Data shown:
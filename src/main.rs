//! SQLite Tools MCP Server - Main entry point.
//!
//! Serves one SQLite database file as MCP tools over stdio or streamable HTTP.

use clap::Parser;
use sqlite_tools_mcp::AggregateService;
use sqlite_tools_mcp::config::{Config, TransportMode};
use sqlite_tools_mcp::transport::{HttpTransport, StdioTransport, Transport};
use tracing::{error, info};
use tracing_subscriber::{EnvFilter, fmt, prelude::*};

/// Initialize the tracing subscriber. Output goes to stderr so stdio stays clean.
fn init_tracing(config: &Config) {
    if !config.enable_logs {
        return;
    }

    let filter =
        EnvFilter::try_from_default_env().unwrap_or_else(|_| EnvFilter::new(&config.log_level));
    let subscriber = tracing_subscriber::registry().with(filter);

    if config.json_logs {
        subscriber
            .with(fmt::layer().json().with_writer(std::io::stderr))
            .init();
    } else {
        subscriber
            .with(
                fmt::layer()
                    .with_writer(std::io::stderr)
                    .with_target(true)
                    .with_thread_ids(false),
            )
            .init();
    }
}

#[tokio::main]
async fn main() -> Result<(), Box<dyn std::error::Error>> {
    let config = Config::parse();
    init_tracing(&config);

    if let Err(msg) = config.validate() {
        eprintln!("Error: {}", msg);
        eprintln!();
        eprintln!("Usage: sqlite-tools-mcp --db-path <file> [--transport stdio|http]");
        eprintln!();
        eprintln!("Examples:");
        eprintln!("  sqlite-tools-mcp --db-path data/app.db");
        eprintln!("  SQLITE_DB=shop.db sqlite-tools-mcp --transport http --http-port 8080");
        std::process::exit(1);
    }

    info!(
        transport = %config.transport,
        db_path = %config.db_path.display(),
        "Starting SQLite Tools MCP Server v{}",
        env!("CARGO_PKG_VERSION")
    );

    // No connection is opened here; each tool call opens its own.
    let service = AggregateService::from_config(&config);

    let result = match config.transport {
        TransportMode::Stdio => StdioTransport::new(service).run().await,
        TransportMode::Http => {
            info!(
                host = %config.http_host,
                port = config.http_port,
                endpoint = %config.mcp_endpoint,
                "Using HTTP transport"
            );
            HttpTransport::new(
                service,
                &config.http_host,
                config.http_port,
                &config.mcp_endpoint,
            )
            .run()
            .await
        }
    };

    if let Err(e) = result {
        error!(error = %e, "Server error");
        return Err(e.into());
    }

    info!("Server shutdown complete");
    Ok(())
}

Exercise prompt: Copy out all lines from the records where the word "await" appears.

Exercise answer:
        TransportMode::Stdio => StdioTransport::new(service).run().await,
            .await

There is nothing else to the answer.